地域包括支援センターの活動について
平成18年4月より、新しい事業として地域包括支援センターがスタートしました。武田病院クループでは3つの法人が京都市からの委託を受け、下京区、山科区、伏見区でそれぞれ活動しています。今回は伏見区にあります「京都市醍醐・南部地域包括支援センター」の活動についてご紹介したいと思います。
《実際の相談・活動内容》
相談はご本人やご家族、地域の民生委員、老人福祉員、医療機関等からと様々ですが、月に20~30件程の新規相談があります。内容としては、介護保険サービスの利用に関する事が半数以上を占めています。
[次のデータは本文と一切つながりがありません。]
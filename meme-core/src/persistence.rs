//! Saving and restoring the board through a single key-value slot.
//!
//! The slot holds one JSON document:
//!
//! ```json
//! {
//!   "backgroundColor": "#3498db",
//!   "layers": [
//!     { "type": "text", "text": "Hi", "emoji": null, "x": 150.0, "y": 275.0,
//!       "color": "white", "fontSize": 32, "fontFamily": "Arial, sans-serif",
//!       "textAlign": "center", "scale": 1.0, "rotation": 0.0 }
//!   ]
//! }
//! ```
//!
//! Loading is tolerant: missing or null fields get defaults, unknown layer
//! types are skipped, and an unreadable document is treated as absent.

use std::collections::HashMap;
use std::fmt::Debug;
use std::path::{Path, PathBuf};
use std::sync::{Arc, Mutex, PoisonError};

use serde::{Deserialize, Deserializer, Serialize};

use crate::background::Background;
use crate::element::{clamp_font_size, Element, ElementKind, Point, TextAlign, TextStyle};
use crate::error::{CoreResult, StorageError};

/// Default storage slot name.
pub const DEFAULT_STORAGE_KEY: &str = "memeState";

/// The persisted document.
#[derive(Debug, Clone, Default, PartialEq, Serialize, Deserialize)]
#[serde(rename_all = "camelCase")]
pub struct SavedState {
    /// Background descriptor.
    #[serde(default)]
    pub background_color: Option<String>,
    /// Layers in paint order.
    #[serde(default, deserialize_with = "null_as_default")]
    pub layers: Vec<SavedLayer>,
}

/// One persisted layer. Fields that do not apply to the layer's type are
/// written as `null`.
#[derive(Debug, Clone, Default, PartialEq, Serialize, Deserialize)]
#[serde(rename_all = "camelCase")]
pub struct SavedLayer {
    /// `"text"` or `"sticker"`.
    #[serde(rename = "type", default)]
    pub kind: Option<String>,
    /// Text content.
    #[serde(default)]
    pub text: Option<String>,
    /// Sticker glyph.
    #[serde(default)]
    pub emoji: Option<String>,
    /// Left edge.
    #[serde(default)]
    pub x: Option<f32>,
    /// Top edge.
    #[serde(default)]
    pub y: Option<f32>,
    /// Text color.
    #[serde(default)]
    pub color: Option<String>,
    /// Font size in pixels.
    #[serde(default, deserialize_with = "lenient_font_size")]
    pub font_size: Option<u32>,
    /// Font family.
    #[serde(default)]
    pub font_family: Option<String>,
    /// Alignment keyword.
    #[serde(default)]
    pub text_align: Option<String>,
    /// Uniform scale.
    #[serde(default)]
    pub scale: Option<f32>,
    /// Rotation in degrees.
    #[serde(default)]
    pub rotation: Option<f32>,
}

/// A layer decoded back into element form. `position` is `None` when the
/// document did not record one; the element is then centred.
#[derive(Debug, Clone, PartialEq)]
pub struct RestoredLayer {
    /// Element content.
    pub kind: ElementKind,
    /// Recorded top-left anchor.
    pub position: Option<Point>,
    /// Scale (floored on apply).
    pub scale: f32,
    /// Rotation in degrees.
    pub rotation: f32,
}

impl SavedLayer {
    /// Encode an element.
    #[must_use]
    pub fn from_element(element: &Element) -> Self {
        let mut layer = Self {
            kind: Some(element.kind.type_name().to_string()),
            x: Some(element.position.x),
            y: Some(element.position.y),
            scale: Some(element.scale()),
            rotation: Some(element.rotation),
            ..Self::default()
        };
        match &element.kind {
            ElementKind::Text { content, style } => {
                layer.text = Some(content.clone());
                layer.color = Some(style.color.clone());
                layer.font_size = Some(style.font_size);
                layer.font_family = Some(style.font_family.clone());
                layer.text_align = Some(style.text_align.as_str().to_string());
            }
            ElementKind::Sticker { glyph } => {
                layer.emoji = Some(glyph.clone());
            }
        }
        layer
    }

    /// Decode into element form. Returns `None` for unknown types and for
    /// stickers without a glyph.
    #[must_use]
    pub fn restore(&self) -> Option<RestoredLayer> {
        let kind = match self.kind.as_deref() {
            Some("text") => {
                let defaults = TextStyle::default();
                let text_align = match self.text_align.as_deref() {
                    Some(keyword) => keyword.parse().unwrap_or_else(|err| {
                        tracing::warn!("{err}; using center");
                        TextAlign::Center
                    }),
                    None => defaults.text_align,
                };
                ElementKind::Text {
                    content: self.text.clone().unwrap_or_default(),
                    style: TextStyle {
                        font_size: self.font_size.map_or(defaults.font_size, clamp_font_size),
                        font_family: self.font_family.clone().unwrap_or(defaults.font_family),
                        color: self.color.clone().unwrap_or(defaults.color),
                        text_align,
                    },
                }
            }
            Some("sticker") => match self.emoji.as_deref() {
                Some(glyph) if !glyph.is_empty() => ElementKind::sticker(glyph),
                _ => {
                    tracing::warn!("Skipping sticker layer without a glyph");
                    return None;
                }
            },
            other => {
                tracing::warn!("Skipping layer of unknown type {other:?}");
                return None;
            }
        };

        Some(RestoredLayer {
            kind,
            position: self.x.zip(self.y).map(|(x, y)| Point::new(x, y)),
            scale: self.scale.unwrap_or(1.0),
            rotation: self.rotation.unwrap_or(0.0),
        })
    }
}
介護保険以外の相談としては、福祉や医療制度に関するものから配食サービスや介護用品、その他生活問題等となっています。また、件数としては少ないのですが、消費者被害や虐待についてのご相談もあり、行政や関係機関との連携をとりながら対応をしています。介護予防サービスを利用している方のケアマネジメントについては、現在110名程の利用者様を担当しています。
相談内容はさまざまですが、電話や訪問、文書等を通じて利用者様に対応させていただいています。
地域連携支援としては、担当学区における健康すこやか学級(5学区9会場)への参加や地域ケア会議、地域のイベントを通し、学区社協、民生委員、老人福祉員等地域の方々との関係づくりをすることで、今後のネットワーク作りへの土台となるよう活動をしています。また、地域高齢者の相談を受けるだけではなく、醍醐地域関係者連絡会議を中心として、地域の居宅支援事業所のケアマネジャーへのサポートも行なっています。
平成18年4月にスタートしたばかりの制度であり、この一年は手探り状態の中、活動してきました。すこやか学級や地域のイベントへの参加を通し地域の方々には地域包括支援センターの存在を知っていただき、時には激励の言葉を、時には厳しいご意見を頂きながら何とかここまで活動を続けてくる事ができました。今後は「介護予防に関する地域活動の支援」として介護予防普及啓発、ボランティアの人材育成、地域活動を行なう組織の育成等の業務も加わりさらに忙しくなりそうですが、今後も地域包括支援センターの活動を知っていただくよう努め、地域で生活する方々が気軽に安心して相談いただけるような、相談窓口となれるよう努力していきたいと考えています。
トピックス
平成18年11月から運用が始まった京都市の「緊急入所システム」についてご紹介します。このシステムは、虐待又は認知症より生命又は身体に重大な危険が生じている高齢者の居室を確保するため、老人福祉法の特定措置(やむを得ない措置)に基づき京都市老人福祉施設(当番施設)の協力を得て運用されるものとなっています。実際に事例が発生した場合は緊急サポートチームを結成、協力・連携し、措置による緊急一時的な体制を整えます。また、措置入所後もサポートチームは継続し、福祉事務所及び地域包括支援センター、当番施設等が協力・連携し在宅復帰又は成年後見の開始等による契約入所につながるまで入所者を支援します。